Ahh ok so like I'm just debating in my mind how far back to go, do you have a lot of time or do you not have much time

Answer 5

Uh well we can figure that out by using time dilation and seeing relative to you?

Answer 6

Haha no, I got some time

Answer 7

The main thing is, every system is different so it has to have its own Hamiltonian. For the free particle that system is 1 particle and no potential energy anywhere so when you write it you just have the kinetic energy term from the electron and no potential energy so:

\[\hat H = \hat T + \hat V = \frac{\hat p^2}{2m} + 0\]

Remember in classical mechanics, \[T = \frac{1}{2} mv^2 = \frac{p^2}{2m}\] It's exactly the same form of thing, just ends up being more convenient for operators... whatever these are.

Any solution to this equation are wavefunctions that describe a single electron travelling in free space.

Answer 8

Yeah so what whatever, this is still nonsense, but this is exactly where we get these plane wave solutions.

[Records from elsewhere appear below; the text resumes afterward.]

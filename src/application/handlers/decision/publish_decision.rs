//! PublishDecisionHandler - Command handler for publishing decisions.
//!
//! Publishing turns every `blocks` edge of the decision into `did_block`
//! history, which unblocks the targets. The decision and all rewritten
//! targets are written in one batch.

use std::sync::Arc;

use serde::{Deserialize, Serialize};

use crate::domain::decision::{Decision, DecisionError};
use crate::domain::foundation::{
    domain_event, CommandMetadata, DecisionId, DomainError, EventId, OrganisationId,
    SerializableDomainEvent, Timestamp,
};
use crate::domain::relationship::{RelationshipError, RelationshipGraph};
use crate::ports::{DecisionRepository, EventPublisher};

/// Command to publish a decision.
#[derive(Debug, Clone)]
pub struct PublishDecisionCommand {
    pub organisation_id: OrganisationId,
    pub decision_id: DecisionId,
}

/// Result of a successful publication.
#[derive(Debug, Clone)]
pub struct PublishDecisionResult {
    pub decision: Decision,
    /// Decisions whose `blocked_by` edge to this one became history.
    pub released: Vec<Decision>,
    pub event: DecisionPublishedEvent,
}

/// Event published when a decision is published.
#[derive(Debug, Clone, Serialize, Deserialize)]
pub struct DecisionPublishedEvent {
    pub event_id: EventId,
    pub decision_id: DecisionId,
    pub organisation_id: OrganisationId,
    /// The chosen option.
    pub decision: Option<String>,
    /// Released decisions with no remaining blocker.
    pub unblocked_decision_ids: Vec<DecisionId>,
    pub published_at: Timestamp,
}

domain_event!(
    DecisionPublishedEvent,
    event_type = "decision.published.v1",
    aggregate_id = decision_id,
    aggregate_type = "Decision",
    occurred_at = published_at,
    event_id = event_id
);

/// Error type for publication.
#[derive(Debug, Clone)]
pub enum PublishDecisionError {
    NotFound(DecisionId),
    /// Not publishable in its current state.
    Decision(DecisionError),
    Relationship(RelationshipError),
    Domain(DomainError),
}

impl std::fmt::Display for PublishDecisionError {
    fn fmt(&self, f: &mut std::fmt::Formatter<'_>) -> std::fmt::Result {
        match self {
            PublishDecisionError::NotFound(id) => write!(f, "Decision not found: {}", id),
            PublishDecisionError::Decision(err) => write!(f, "{}", err),
            PublishDecisionError::Relationship(err) => write!(f, "{}", err),
            PublishDecisionError::Domain(err) => write!(f, "{}", err),
        }
    }
}

impl std::error::Error for PublishDecisionError {}

impl From<DecisionError> for PublishDecisionError {
    fn from(err: DecisionError) -> Self {
        PublishDecisionError::Decision(err)
    }
}

impl From<RelationshipError> for PublishDecisionError {
    fn from(err: RelationshipError) -> Self {
        PublishDecisionError::Relationship(err)
    }
}

impl From<DomainError> for PublishDecisionError {
    fn from(err: DomainError) -> Self {
        PublishDecisionError::Domain(err)
    }
}

/// Handler for publishing decisions.
pub struct PublishDecisionHandler {
    decision_repository: Arc<dyn DecisionRepository>,
    event_publisher: Arc<dyn EventPublisher>,
}

impl PublishDecisionHandler {
    pub fn new(
        decision_repository: Arc<dyn DecisionRepository>,
        event_publisher: Arc<dyn EventPublisher>,
    ) -> Self {
        Self {
            decision_repository,
            event_publisher,
        }
    }

    pub async fn handle(
        &self,
        cmd: PublishDecisionCommand,
        metadata: CommandMetadata,
    ) -> Result<PublishDecisionResult, PublishDecisionError> {
        let decisions = self
            .decision_repository
            .find_all(&cmd.organisation_id)
            .await?;
        let graph = RelationshipGraph::new(cmd.organisation_id.clone(), decisions)?;

        let current = graph
            .decision(&cmd.decision_id)
            .ok_or_else(|| PublishDecisionError::NotFound(cmd.decision_id.clone()))?;

        let published = current.publish().map_err(|e| {
            tracing::warn!(decision_id = %cmd.decision_id, error = %e, "Publication rejected");
            e
        })?;

        let batch = graph.record_publication(&published)?;
        self.decision_repository
            .apply_batch(&cmd.organisation_id, &batch)
            .await?;

        let mut committed = batch.iter().map(Decision::next_version);
        let decision = committed
            .next()
            .unwrap_or_else(|| published.next_version());
        let released: Vec<Decision> = committed.collect();
        let unblocked_decision_ids: Vec<DecisionId> = released
            .iter()
            .filter(|d| !d.is_blocked())
            .map(|d| d.id().clone())
            .collect();

        tracing::info!(
            decision_id = %decision.id(),
            released = released.len(),
            unblocked = unblocked_decision_ids.len(),
            "Decision published"
        );

        let event = DecisionPublishedEvent {
            event_id: EventId::new(),
            decision_id: decision.id().clone(),
            organisation_id: decision.organisation_id().clone(),
            decision: decision.decision().map(str::to_string),
            unblocked_decision_ids,
            published_at: decision.publish_date().unwrap_or_else(Timestamp::now),
        };

        let envelope = event
            .to_envelope()?
            .with_correlation_id(metadata.correlation_id())
            .with_user_id(metadata.actor_id.to_string());

        self.event_publisher.publish(envelope).await?;

        Ok(PublishDecisionResult {
            decision,
            released,
            event,
        })
    }
}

You've probably solved this like once or twice but this is where they come from but the wave function is not the particle it just holds probability information about it.

I guess I'm not sure where to continue from here so I'll let you type something to help orient me haha.

Answer 9

Yeah that's good haha, I'm just not really sure what exactly these solutions mean, like ok it's describing the wavefunction in travelling in free space, it's probably because I've never seen solutions like this before in physics so it's a bit weird

Answer 10

So those A, B, etc are normalization constants in a sense? And the exponentials represent the travelling speed uhh

Answer 11

So if we worked backwards that would give us the hamiltonian of the system?!

Answer 12

The constants out front play two roles, they normalize at first to form your basis vectors and then second they get a new constant which is like the component of the vector. think of it like \(a i+bj+ck\) is a vector, the basis vectors are normalized and now they have coefficients.

Answer 13

Nah don't think about working backwards, the Hamiltonian is the whole thing it's where this all comes from. Everything is a consequence of our choice of Hamiltonian.

Answer 14

Haha yeah, it's like classical mechanics

Answer 15

So what are the solutions to this Hamiltonian's associated Schrodinger equation? They're all of this form:

\[\psi(x) = e^{ikx}\]

So this is one of infinitely many solutions, we can plug in any real number for k to get a solution. A single one of these is called an Energy Eigenfunction. Why? Cause it's an Eigenfunction of the Hamiltonian. But it's also an Eigenfunction of the momentum operator.

How do you find the momentum of an electron represented by that wave function \(\psi(x)\)?

Answer 16

<p>!

Answer 17

You say, "Is the speed in the exponent?" Hey you have operators. That's what they do, they are what give you the observables.

Answer 18

What's the speed operator? Just make it yourself and find out since you know the momentum operator, just divide by mass to get it.

\[\hat v = \frac{\hat p }{m}\]

Now let's use it

\[\hat v \psi(x) = \frac{\hat p}{m} e^{ikx} = \frac{-i \hbar }{m} \frac{d}{dx} e^{ikx} = \frac{\hbar k}{m} e^{ikx} = \frac{\hbar k}{m} \psi(x)\]

Because \(\psi\) is an eigenfunction of the momentum operator, this works (more on that later possibly, there are tons of things to explain lol)

So the point is we are saying the velocity is \(\frac{\hbar k}{m} \) but so what?

Well plug this in then:

\[k = \frac{\sqrt{2mE}}{\hbar}\]

Now solve for E.

Answer 19

Specifically I'm saying take your equation for velocity:

\[v = \frac{\hbar k}{m}\]

and plug in that value of k and make sure you get the value of E you expect.

Answer 20

Haha this is so damn slow to type out my fingers feel like broken sausages or something lol

Answer 21

Lol it's cool, I was just reading and absorbing it all as I think this is a very intuivative way to learn it

Answer 22

So what energy do you get, I gotta test your algebra skills

Answer 23

loll ok

Answer 24

\[E = \frac{ k^2 \hbar^2 }{ 2m }\]

Answer 25

Ok now plug in the value of k from our velocity operator

Answer 26

Then that becomes

Answer 27

That looks a bit weird

Answer 28

Yeah plug in something for k, there shouldn't be any k left haha

Answer 29

Yeah hold on its because I keep scrolling up and down lol